A slowdown in economic growth is a healthy occurrence, according Deloitte Canada, given that the economy has little domestic slack with the unemployment rate hovering at a nearly four-decade low and capacity utilization at high levels.
"Softening economic growth will also reflect a shift in the main drivers of expansion. Domestic demand growth is poised to diminish because consumers and real estate can no longer drive growth as they have in the past. This means that exports and business investment will be more important contributors to economic growth," Craig Alexander, chief economist and partner, Deloitte Canada, said.
Deloitte noted that the U.S. Mexico Canada Agreement (USMCA), the tentative free trade deal involving the U.S., Mexico and Canada, lifts a cloud of uncertainty that posed a downside risk to its outlook and it should help boost exports and investment.
The U.S. and Canadian economies generally move in concert, but they are not in tune right now, according to The Conference Board of Canada.
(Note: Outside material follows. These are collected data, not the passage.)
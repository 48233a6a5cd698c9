//! Line-based longest-common-subsequence diff.
//!
//! Lines keep their `\n` terminator so that a missing trailing newline is a
//! visible change. The common prefix and suffix are stripped before the
//! O(n·m) table is built; a middle section whose table would exceed the cell
//! budget is emitted as one delete+insert block instead.

use tokio_util::sync::CancellationToken;
use tracing::warn;

use crate::errors::{CoreError, CoreResult};
use crate::models::LineOp;

/// Split text into lines, keeping terminators.
pub fn split_lines(text: &str) -> Vec<&str> {
    text.split_inclusive('\n').collect()
}

/// Compute the collapsed edit script turning `old` into `new`.
///
/// Within each changed region all deletions precede all insertions, so the
/// output shape only depends on the LCS alignment.
pub fn line_ops(
    old: &str,
    new: &str,
    max_cells: usize,
    cancel: &CancellationToken,
) -> CoreResult<Vec<LineOp>> {
    let a = split_lines(old);
    let b = split_lines(new);

    let prefix = a.iter().zip(b.iter()).take_while(|(x, y)| x == y).count();
    let suffix = a[prefix..]
        .iter()
        .rev()
        .zip(b[prefix..].iter().rev())
        .take_while(|(x, y)| x == y)
        .count();

    let a_mid = &a[prefix..a.len() - suffix];
    let b_mid = &b[prefix..b.len() - suffix];

    let mut builder = OpBuilder::default();
    builder.equal(prefix);

    let cells = (a_mid.len() + 1).saturating_mul(b_mid.len() + 1);
    if cells > max_cells {
        warn!(
            old_lines = a_mid.len(),
            new_lines = b_mid.len(),
            max_cells,
            "line diff exceeds LCS budget, emitting block replacement"
        );
        for line in a_mid {
            builder.delete(line);
        }
        for line in b_mid {
            builder.insert(line);
        }
    } else {
        lcs_walk(a_mid, b_mid, &mut builder, cancel)?;
    }

    builder.equal(suffix);
    Ok(builder.finish())
}

/// Fill the suffix-LCS table and walk it front to back.
fn lcs_walk(
    a: &[&str],
    b: &[&str],
    builder: &mut OpBuilder,
    cancel: &CancellationToken,
) -> CoreResult<()> {
    let (n, m) = (a.len(), b.len());
    let width = m + 1;
    // table[i * width + j] = LCS length of a[i..] and b[j..]
    let mut table = vec![0u32; (n + 1) * width];

    for i in (0..n).rev() {
        if cancel.is_cancelled() {
            return Err(CoreError::Cancelled);
        }
        for j in (0..m).rev() {
            table[i * width + j] = if a[i] == b[j] {
                table[(i + 1) * width + j + 1] + 1
            } else {
                table[(i + 1) * width + j].max(table[i * width + j + 1])
            };
        }
    }

    let (mut i, mut j) = (0, 0);
    while i < n && j < m {
        if a[i] == b[j] {
            builder.equal(1);
            i += 1;
            j += 1;
        } else if table[(i + 1) * width + j] >= table[i * width + j + 1] {
            builder.delete(a[i]);
            i += 1;
        } else {
            builder.insert(b[j]);
            j += 1;
        }
    }
    for line in &a[i..] {
        builder.delete(line);
    }
    for line in &b[j..] {
        builder.insert(line);
    }
    Ok(())
}

/// Accumulates single-line steps into collapsed [`LineOp`] runs.
#[derive(Default)]
struct OpBuilder {
    ops: Vec<LineOp>,
    equal_run: usize,
    deleted: Vec<String>,
    inserted: Vec<String>,
}

impl OpBuilder {
    fn equal(&mut self, count: usize) {
        if count == 0 {
            return;
        }
        self.flush_change();
        self.equal_run += count;
    }

    fn delete(&mut self, line: &str) {
        self.flush_equal();
        self.deleted.push(line.to_string());
    }

    fn insert(&mut self, line: &str) {
        self.flush_equal();
        self.inserted.push(line.to_string());
    }

    fn flush_equal(&mut self) {
        if self.equal_run > 0 {
            self.ops.push(LineOp::Equal {
                count: self.equal_run,
            });
            self.equal_run = 0;
        }
    }

    fn flush_change(&mut self) {
        if !self.deleted.is_empty() {
            self.ops.push(LineOp::Delete {
                lines: std::mem::take(&mut self.deleted),
            });
        }
        if !self.inserted.is_empty() {
            self.ops.push(LineOp::Insert {
                lines: std::mem::take(&mut self.inserted),
            });
        }
    }

    fn finish(mut self) -> Vec<LineOp> {
        self.flush_change();
        self.flush_equal();
        self.ops
    }
}

/// A contiguous change against the old text: lines `start..end` are
/// replaced by `lines`. Pure insertions have `start == end`.
#[derive(Debug, Clone, PartialEq, Eq)]
pub struct Hunk {
    pub start: usize,
    pub end: usize,
    pub lines: Vec<String>,
}

/// Group an edit script into hunks addressed in old-text line numbers.
pub fn hunks(ops: &[LineOp]) -> Vec<Hunk> {
    let mut out = Vec::new();
    let mut pos = 0;
    let mut current: Option<Hunk> = None;

    for op in ops {
        match op {
            LineOp::Equal { count } => {
                if let Some(hunk) = current.take() {
                    out.push(hunk);
                }
                pos += count;
            }
            LineOp::Delete { lines } => {
                let hunk = current.get_or_insert_with(|| Hunk {
                    start: pos,
                    end: pos,
                    lines: Vec::new(),
                });
                pos += lines.len();
                hunk.end = pos;
            }
            LineOp::Insert { lines } => {
                let hunk = current.get_or_insert_with(|| Hunk {
                    start: pos,
                    end: pos,
                    lines: Vec::new(),
                });
                hunk.lines.extend(lines.iter().cloned());
            }
        }
    }
    if let Some(hunk) = current {
        out.push(hunk);
    }
    out
}

#[cfg(test)]
mod tests {
    use super::*;

    /// Rebuild the new text from the old text and an edit script.
    fn apply_ops(old: &str, ops: &[LineOp]) -> String {
        let lines = split_lines(old);
        let mut out = String::with_capacity(old.len());
        let mut pos = 0;
        for op in ops {
            match op {
                LineOp::Equal { count } => {
                    for line in &lines[pos..pos + count] {
                        out.push_str(line);
                    }
                    pos += count;
                }
                LineOp::Delete { lines: deleted } => pos += deleted.len(),
                LineOp::Insert { lines: inserted } => {
                    for line in inserted {
                        out.push_str(line);
                    }
                }
            }
        }
        out
    }

    fn ops(old: &str, new: &str) -> Vec<LineOp> {
        line_ops(old, new, usize::MAX, &CancellationToken::new()).unwrap()
    }

    fn strings(lines: &[&str]) -> Vec<String> {
        lines.iter().map(|s| s.to_string()).collect()
    }

    #[test]
    fn test_identical_text_is_single_equal_run() {
        assert_eq!(ops("a\nb\n", "a\nb\n"), vec![LineOp::Equal { count: 2 }]);
        assert!(ops("", "").is_empty());
    }

    #[test]
    fn test_middle_replacement() {
        let result = ops("a\nb\nc\n", "a\nB\nc\n");
        assert_eq!(
            result,
            vec![
                LineOp::Equal { count: 1 },
                LineOp::Delete { lines: strings(&["b\n"]) },
                LineOp::Insert { lines: strings(&["B\n"]) },
                LineOp::Equal { count: 1 },
            ]
        );
    }

    #[test]
    fn test_missing_trailing_newline_is_a_change() {
        let result = ops("a\nb\n", "a\nb");
        assert_eq!(
            result,
            vec![
                LineOp::Equal { count: 1 },
                LineOp::Delete { lines: strings(&["b\n"]) },
                LineOp::Insert { lines: strings(&["b"]) },
            ]
        );
    }

    #[test]
    fn test_lcs_finds_interleaved_matches() {
        let old = "x\na\ny\nb\nz\n";
        let new = "a\nq\nb\n";
        let result = ops(old, new);
        assert_eq!(apply_ops(old, &result), new);
        let equal: usize = result
            .iter()
            .map(|op| match op {
                LineOp::Equal { count } => *count,
                _ => 0,
            })
            .sum();
        assert_eq!(equal, 2);
    }

    #[test]
    fn test_budget_fallback_is_still_a_valid_script() {
        let old = "keep\n1\n2\n3\nend\n";
        let new = "keep\n3\n2\n1\nend\n";
        let result = line_ops(old, new, 4, &CancellationToken::new()).unwrap();
        assert_eq!(
            result,
            vec![
                LineOp::Equal { count: 1 },
                LineOp::Delete { lines: strings(&["1\n", "2\n", "3\n"]) },
                LineOp::Insert { lines: strings(&["3\n", "2\n", "1\n"]) },
                LineOp::Equal { count: 1 },
            ]
        );
        assert_eq!(apply_ops(old, &result), new);
    }

    #[test]
    fn test_cancelled_token_aborts() {
        let cancel = CancellationToken::new();
        cancel.cancel();
        let result = line_ops("a\nb\n", "c\nd\n", usize::MAX, &cancel);
        assert!(matches!(result, Err(CoreError::Cancelled)));
    }

    #[test]
    fn test_hunks_use_old_line_numbers() {
        let old = "a\nb\nc\nd\n";
        let new = "a\nX\nc\nd\nY\n";
        let result = hunks(&ops(old, new));
        assert_eq!(
            result,
            vec![
                Hunk { start: 1, end: 2, lines: strings(&["X\n"]) },
                Hunk { start: 4, end: 4, lines: strings(&["Y\n"]) },
            ]
        );
    }
}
While tax cuts fueled a consumer-led boom in the U.S., rising interest rates and falling housing prices are causing a pullback in the pace of consumer spending and overall economic growth in Canada.
The Canadian dollar, the "loonie," is expected to continue to trade within a range of 75 to 80 cents against the U.S. dollar in 2019, according to the BDC.
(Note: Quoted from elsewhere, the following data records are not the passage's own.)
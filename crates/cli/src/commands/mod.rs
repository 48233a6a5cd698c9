//! Subcommand implementations. Each module owns its clap action enum and a
//! `run` entry point taking the shared [`crate::App`].

pub mod branch;
pub mod diff;
pub mod merge_request;
pub mod snapshot;

use comfy_table::{presets::UTF8_FULL, ContentArrangement, Table};

/// Table with the border preset and wrapping used by every listing.
pub(crate) fn table(header: &[&str]) -> Table {
    let mut table = Table::new();
    table
        .load_preset(UTF8_FULL)
        .set_content_arrangement(ContentArrangement::Dynamic)
        .set_header(header.iter().copied());
    table
}

pub(crate) fn format_time(ts: &chrono::DateTime<chrono::Utc>) -> String {
    ts.format("%Y-%m-%d %H:%M:%S").to_string()
}
//! Capturing and reading immutable branch snapshots.
//!
//! A capture normalizes the payload, hashes it, and either returns the
//! current head (same hash) or appends a new snapshot and moves the branch
//! head pointer, all inside one transaction.

use std::sync::Arc;

use chrono::Utc;
use rusqlite::Connection;
use tracing::{debug, info};
use uuid::Uuid;

use crate::db::{queries, Database};
use crate::errors::{CoreError, CoreResult};
use crate::models::{Branch, Snapshot, SnapshotContent};

/// Records and serves snapshots.
pub struct SnapshotEngine {
    db: Arc<Database>,
}

impl SnapshotEngine {
    pub fn new(db: Arc<Database>) -> Self {
        Self { db }
    }

    /// Capture `content` as the new head of `branch_id`.
    pub fn capture_snapshot(&self, branch_id: &str, content: SnapshotContent) -> CoreResult<Snapshot> {
        self.db.transaction(|conn| {
            let branch = queries::get_branch(conn, branch_id)?
                .ok_or_else(|| CoreError::not_found("branch", branch_id))?;
            capture_in(conn, &branch, content)
        })
    }

    pub fn get_snapshot(&self, id: &str) -> CoreResult<Snapshot> {
        self.db.read(|conn| {
            queries::get_snapshot(conn, id)?.ok_or_else(|| CoreError::not_found("snapshot", id))
        })
    }

    pub fn get_head_snapshot(&self, branch_id: &str) -> CoreResult<Snapshot> {
        self.db.read(|conn| head_in(conn, branch_id))
    }

    /// Snapshots of a branch, oldest first.
    pub fn list_snapshots(&self, branch_id: &str) -> CoreResult<Vec<Snapshot>> {
        self.db.read(|conn| {
            if queries::get_branch(conn, branch_id)?.is_none() {
                return Err(CoreError::not_found("branch", branch_id));
            }
            Ok(queries::list_snapshots(conn, branch_id)?)
        })
    }
}

/// Head snapshot of a branch inside an open connection or transaction.
pub(crate) fn head_in(conn: &Connection, branch_id: &str) -> CoreResult<Snapshot> {
    if queries::get_branch(conn, branch_id)?.is_none() {
        return Err(CoreError::not_found("branch", branch_id));
    }
    queries::get_head_snapshot(conn, branch_id)?
        .ok_or_else(|| CoreError::not_found("snapshot", format!("head of branch {branch_id}")))
}

/// Capture inside an open transaction. Shared by branch creation and merge
/// execution so that the new head lands in the caller's transaction.
pub(crate) fn capture_in(
    conn: &Connection,
    branch: &Branch,
    content: SnapshotContent,
) -> CoreResult<Snapshot> {
    if branch.status.is_read_only() {
        return Err(CoreError::validation(format!(
            "branch '{}' is {} and accepts no new snapshots",
            branch.name, branch.status
        )));
    }
    if !content.config.is_object() {
        return Err(CoreError::validation("snapshot config must be a JSON object"));
    }

    let content = content.normalized();
    let content_hash = content.content_hash()?;

    let head = queries::get_head_snapshot(conn, &branch.id)?;
    if let Some(head) = &head {
        if head.content_hash == content_hash {
            debug!(branch_id = %branch.id, snapshot_id = %head.id, "content unchanged, keeping head");
            return Ok(head.clone());
        }
    }

    // Capture times never go backwards on a branch.
    let mut captured_at = Utc::now();
    if let Some(head) = &head {
        if head.captured_at > captured_at {
            captured_at = head.captured_at;
        }
    }

    let id = Uuid::new_v4().to_string();
    let seq = queries::insert_snapshot(conn, &id, &branch.id, &captured_at, &content_hash, &content)?;
    queries::set_branch_head(conn, &branch.id, &id)?;

    info!(
        branch_id = %branch.id,
        snapshot_id = %id,
        seq,
        files = content.code_files.len(),
        scenarios = content.scenarios.len(),
        "captured snapshot"
    );

    Ok(Snapshot {
        id,
        branch_id: branch.id.clone(),
        seq,
        captured_at,
        content_hash,
        content,
    })
}

#[cfg(test)]
mod tests {
    use super::*;
    use crate::models::BranchStatus;
    use serde_json::json;

    fn setup() -> (Arc<Database>, SnapshotEngine) {
        let db = Arc::new(Database::in_memory().unwrap());
        db.initialize().unwrap();
        let branch = Branch {
            id: "b1".into(),
            suite_id: "suite".into(),
            name: "main".into(),
            parent_branch_id: None,
            is_default: true,
            status: BranchStatus::Active,
            forked_from_snapshot_id: None,
            head_snapshot_id: None,
            created_at: Utc::now(),
        };
        queries::insert_branch(&db.conn(), &branch).unwrap();
        let engine = SnapshotEngine::new(db.clone());
        (db, engine)
    }

    fn payload(step: &str) -> SnapshotContent {
        let mut content = SnapshotContent::with_config(json!({"timeout": 10}));
        content.code_files.insert("login.spec".into(), format!("{step}\n"));
        content
    }

    #[test]
    fn test_capture_moves_head() {
        let (db, engine) = setup();
        let first = engine.capture_snapshot("b1", payload("open")).unwrap();
        let second = engine.capture_snapshot("b1", payload("close")).unwrap();
        assert_ne!(first.id, second.id);
        assert!(second.seq > first.seq);

        assert_eq!(engine.get_head_snapshot("b1").unwrap().id, second.id);
        let branch = queries::get_branch(&db.conn(), "b1").unwrap().unwrap();
        assert_eq!(branch.head_snapshot_id.as_deref(), Some(second.id.as_str()));
        assert_eq!(engine.list_snapshots("b1").unwrap().len(), 2);
    }

    #[test]
    fn test_identical_capture_returns_existing_head() {
        let (_db, engine) = setup();
        let first = engine.capture_snapshot("b1", payload("open")).unwrap();
        let again = engine.capture_snapshot("b1", payload("open")).unwrap();
        assert_eq!(first.id, again.id);
        assert_eq!(engine.list_snapshots("b1").unwrap().len(), 1);
    }

    #[test]
    fn test_crlf_normalized_before_hashing() {
        let (_db, engine) = setup();
        let first = engine.capture_snapshot("b1", payload("open")).unwrap();
        let mut crlf = payload("open");
        crlf.code_files.insert("login.spec".into(), "open\r\n".into());
        let again = engine.capture_snapshot("b1", crlf).unwrap();
        assert_eq!(first.id, again.id);
    }

    #[test]
    fn test_read_only_branch_rejects_capture() {
        let (db, engine) = setup();
        queries::update_branch_status(&db.conn(), "b1", BranchStatus::Archived).unwrap();
        let err = engine.capture_snapshot("b1", payload("open")).unwrap_err();
        assert!(matches!(err, CoreError::Validation(_)));
    }

    #[test]
    fn test_config_must_be_object() {
        let (_db, engine) = setup();
        let content = SnapshotContent::with_config(json!([1, 2]));
        let err = engine.capture_snapshot("b1", content).unwrap_err();
        assert!(matches!(err, CoreError::Validation(_)));
    }

    #[test]
    fn test_unknown_ids() {
        let (_db, engine) = setup();
        assert!(matches!(
            engine.capture_snapshot("nope", payload("x")),
            Err(CoreError::NotFound { .. })
        ));
        assert!(matches!(engine.get_snapshot("nope"), Err(CoreError::NotFound { .. })));
        assert!(matches!(engine.get_head_snapshot("b1"), Err(CoreError::NotFound { .. })));
    }
}
//! `suitebranch branch ...`

use anyhow::{Context, Result};
use clap::Subcommand;
use comfy_table::Cell;

use suitebranch_core::models::{Branch, BranchStatus, BranchUpdate};

use super::{format_time, table};
use crate::{style, App};

#[derive(Subcommand, Debug)]
pub enum BranchAction {
    /// Fork a new branch (from the suite's default branch unless --parent is given).
    Create {
        #[arg(long)]
        suite: String,
        #[arg(long)]
        name: String,
        /// Parent branch id.
        #[arg(long)]
        parent: Option<String>,
    },

    /// List the branches of a suite.
    List {
        #[arg(long)]
        suite: String,
    },

    /// Show one branch and its ancestry.
    Show { id: String },

    /// Rename a branch or change its status.
    Update {
        id: String,
        #[arg(long)]
        name: Option<String>,
        /// active, merged, closed or archived.
        #[arg(long)]
        status: Option<BranchStatus>,
    },

    /// Delete a branch and its snapshots.
    Delete { id: String },

    /// Show (creating if needed) the suite's default branch.
    Default {
        #[arg(long)]
        suite: String,
    },
}

pub fn run(app: &App, action: BranchAction) -> Result<()> {
    match action {
        BranchAction::Create {
            suite,
            name,
            parent,
        } => {
            let branch = app
                .branches
                .create_branch(&suite, &name, parent.as_deref(), &app.actor)
                .context("failed to create branch")?;
            if !app.print_json(&branch)? {
                println!(
                    "{}",
                    style::success(&format!("Created branch '{}' ({})", branch.name, branch.id))
                );
            }
        }
        BranchAction::List { suite } => {
            let branches = app.branches.list_branches(&suite)?;
            if app.print_json(&branches)? {
                return Ok(());
            }
            if branches.is_empty() {
                println!("{}", style::dim(&format!("No branches for suite {suite}.")));
                return Ok(());
            }
            print_branch_table(&branches);
        }
        BranchAction::Show { id } => {
            let branch = app.branches.get_branch(&id)?;
            let ancestors = app.branches.ancestors(&id)?;
            if app.print_json(&serde_json::json!({
                "branch": branch,
                "ancestors": ancestors,
            }))? {
                return Ok(());
            }
            print_branch(&branch);
            if !ancestors.is_empty() {
                let chain: Vec<&str> = ancestors.iter().map(|b| b.name.as_str()).collect();
                println!("  Ancestors  : {}", chain.join(" <- "));
            }
        }
        BranchAction::Update { id, name, status } => {
            let branch = app
                .branches
                .update_branch(&id, BranchUpdate { name, status })
                .context("failed to update branch")?;
            if !app.print_json(&branch)? {
                println!("{}", style::success(&format!("Updated branch {}", branch.id)));
                print_branch(&branch);
            }
        }
        BranchAction::Delete { id } => {
            app.branches
                .delete_branch(&id)
                .context("failed to delete branch")?;
            if !app.print_json(&serde_json::json!({ "deleted": id }))? {
                println!("{}", style::success(&format!("Deleted branch {id}")));
            }
        }
        BranchAction::Default { suite } => {
            let branch = app.branches.ensure_default_branch(&suite)?;
            if !app.print_json(&branch)? {
                print_branch(&branch);
            }
        }
    }
    Ok(())
}

fn print_branch(branch: &Branch) {
    println!("{}", style::header(&format!("Branch {}", branch.name)));
    println!("  Id         : {}", branch.id);
    println!("  Suite      : {}", branch.suite_id);
    println!("  Status     : {}", style::branch_status(branch.status));
    println!("  Default    : {}", if branch.is_default { "yes" } else { "no" });
    println!(
        "  Parent     : {}",
        branch.parent_branch_id.as_deref().unwrap_or("-")
    );
    println!(
        "  Forked at  : {}",
        branch.forked_from_snapshot_id.as_deref().unwrap_or("-")
    );
    println!(
        "  Head       : {}",
        branch.head_snapshot_id.as_deref().unwrap_or("-")
    );
    println!("  Created    : {}", format_time(&branch.created_at));
}

fn print_branch_table(branches: &[Branch]) {
    let mut table = table(&["ID", "Name", "Status", "Parent", "Head", "Created"]);
    for b in branches {
        let name = if b.is_default {
            format!("{} *", b.name)
        } else {
            b.name.clone()
        };
        table.add_row(vec![
            Cell::new(style::short_id(&b.id)),
            Cell::new(name),
            Cell::new(style::branch_status(b.status)),
            Cell::new(b.parent_branch_id.as_deref().map(style::short_id).unwrap_or("-")),
            Cell::new(b.head_snapshot_id.as_deref().map(style::short_id).unwrap_or("-")),
            Cell::new(format_time(&b.created_at)),
        ]);
    }
    println!("{table}");
    println!("{}", style::dim("* default branch"));
}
Meanwhile, the energy-producing regions of the country are coping with low oil prices and the manufacturing sector is facing the prospect of further job losses and a pullback in investment, according to the Board.
"A combination of rising interest rates, tightening regulation, weaker household spending and demographics will temper the growth outlook for the housing market through 2019 and 2020. However, prices are expected to stay high and affordability remains a concern," the Board said.
Employment
As in the U.S., an aging workforce and new technology are transforming the Canadian business landscape.
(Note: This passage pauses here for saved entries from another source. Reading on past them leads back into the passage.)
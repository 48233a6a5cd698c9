//! SQLite persistence layer for SuiteBranch.
//!
//! Provides a [`Database`] handle with WAL-mode journaling, automatic schema
//! migrations, and transaction helpers. Row-level queries live in
//! [`queries`] as free functions over a `&Connection` so that several of them
//! can be composed inside one transaction.

pub mod queries;
pub mod schema;

use std::path::Path;
use std::sync::{Mutex, MutexGuard};

use rusqlite::{Connection, TransactionBehavior};
use tracing::{debug, info};

use crate::errors::DatabaseError;

/// Main database handle wrapping a SQLite connection.
///
/// The connection is opened in WAL mode and uses `PRAGMA foreign_keys = ON`.
/// The inner connection is wrapped in a `Mutex` so that `Database` is
/// `Send + Sync`, enabling use inside `Arc`.
pub struct Database {
    conn: Mutex<Connection>,
}

impl Database {
    /// Open (or create) a SQLite database at `path`, creating the parent
    /// directory if needed.
    pub fn new<P: AsRef<Path>>(path: P) -> Result<Self, DatabaseError> {
        let path = path.as_ref();
        info!(path = %path.display(), "opening database");

        if let Some(parent) = path.parent() {
            if !parent.as_os_str().is_empty() && !parent.exists() {
                std::fs::create_dir_all(parent)?;
            }
        }

        let conn = Connection::open(path)?;

        conn.execute_batch("PRAGMA journal_mode = WAL;")?;
        conn.execute_batch("PRAGMA foreign_keys = ON;")?;
        conn.execute_batch("PRAGMA busy_timeout = 5000;")?;

        debug!("database opened successfully with WAL mode");
        Ok(Self {
            conn: Mutex::new(conn),
        })
    }

    /// Open an in-memory database (useful for testing).
    pub fn in_memory() -> Result<Self, DatabaseError> {
        let conn = Connection::open_in_memory()?;
        conn.execute_batch("PRAGMA foreign_keys = ON;")?;
        Ok(Self {
            conn: Mutex::new(conn),
        })
    }

    /// Run all schema migrations to bring the database up to date.
    pub fn initialize(&self) -> Result<(), DatabaseError> {
        info!("initializing database schema");
        let conn = self.conn();
        schema::run_migrations(&conn)?;
        debug!("database schema is up to date");
        Ok(())
    }

    /// Obtain a lock on the underlying connection.
    ///
    /// If the Mutex is poisoned (a previous holder panicked), the lock is
    /// recovered rather than propagating a panic.
    pub fn conn(&self) -> MutexGuard<'_, Connection> {
        self.conn.lock().unwrap_or_else(|poisoned| {
            tracing::warn!("database mutex was poisoned, recovering");
            poisoned.into_inner()
        })
    }

    /// Run read-only queries against the connection.
    pub fn read<F, T, E>(&self, f: F) -> Result<T, E>
    where
        F: FnOnce(&Connection) -> Result<T, E>,
    {
        let conn = self.conn();
        f(&conn)
    }

    /// Execute a closure inside a SQLite transaction. If the closure returns
    /// `Ok`, the transaction is committed; otherwise it is rolled back.
    ///
    /// The transaction is opened with `BEGIN IMMEDIATE`, so it holds the
    /// write lock from the start and concurrent writers (including other
    /// processes sharing the file) are serialized.
    pub fn transaction<F, T, E>(&self, f: F) -> Result<T, E>
    where
        F: FnOnce(&Connection) -> Result<T, E>,
        E: From<rusqlite::Error>,
    {
        let mut conn = self.conn();
        let tx = conn.transaction_with_behavior(TransactionBehavior::Immediate)?;
        let result = f(&tx)?;
        tx.commit()?;
        Ok(result)
    }
}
"As Canada's baby boomers are heading to retirement, the growth of Canada's working age population will remain below 0.2 percent (in 2019) and the decade to come," Mr. Cleroux said.
A BDC study found out that around 40 percent of Canadian small and medium-sized businesses are struggling to find people to fill job positions. This limits business growth and will eventually impact the economy, so business owners need to get creative to find the talent they need to continue to remain competitive, Mr. Cleroux said.
Deloitte said demographics is distorting the historical unemployment figures — the Canadian unemployment rate hit a 40-year low of 5.8 percent in the first half of 2018 — since an aging population tends to lower the measure of the unemployment rate.
While tight labor markets can fuel inflation through rising wages that get passed along to consumers, Deloitte claimed this does not appear to be the case in Canada. From January to May, overall wages increased 3.9 percent, compared with the year-ago period. However, from May to September, wages increased only 2.2 percent.
"Sustained low unemployment should ultimately bid up wages and this is why the Bank of Canada will need to gradually tighten monetary policy," Mr. Alexander said.
Spending
Strong job creation, declining unemployment, rising personal income gains, low interest rates and strong real estate markets have helped to keep consumer wallets open, according to Deloitte, which expects consumers to continue their spending, but at a moderate pace.
Consumers are expected to constrain their debt growth in 2019 as rising interest rates lift debt-servicing costs, Deloitte added, predicting personal consumption growth will fall to 1.8 percent in 2019, after an expected increase of 2.2 percent in 2018, and continue to decrease to 1.4 percent in 2020.
"This will weigh on aggregate economic growth because consumption is more than half of the economy, as measured by gross domestic product," Mr. Alexander said.
Household spending has been driving economic growth over the last several years but will ease in the face of high household debt loads, rising interest rates and soft wage growth, according to the Board.
Meanwhile, business investment in machinery and equipment stalled in the second quarter of 2018, Deloitte said, but capacity pressures should encourage businesses to invest more.
Deloitte predicted investment spending in machinery and equipment would increase about 8 percent in 2018 but that growth would slow to around 3.2 percent in 2019 and to 2.4 percent in 2020.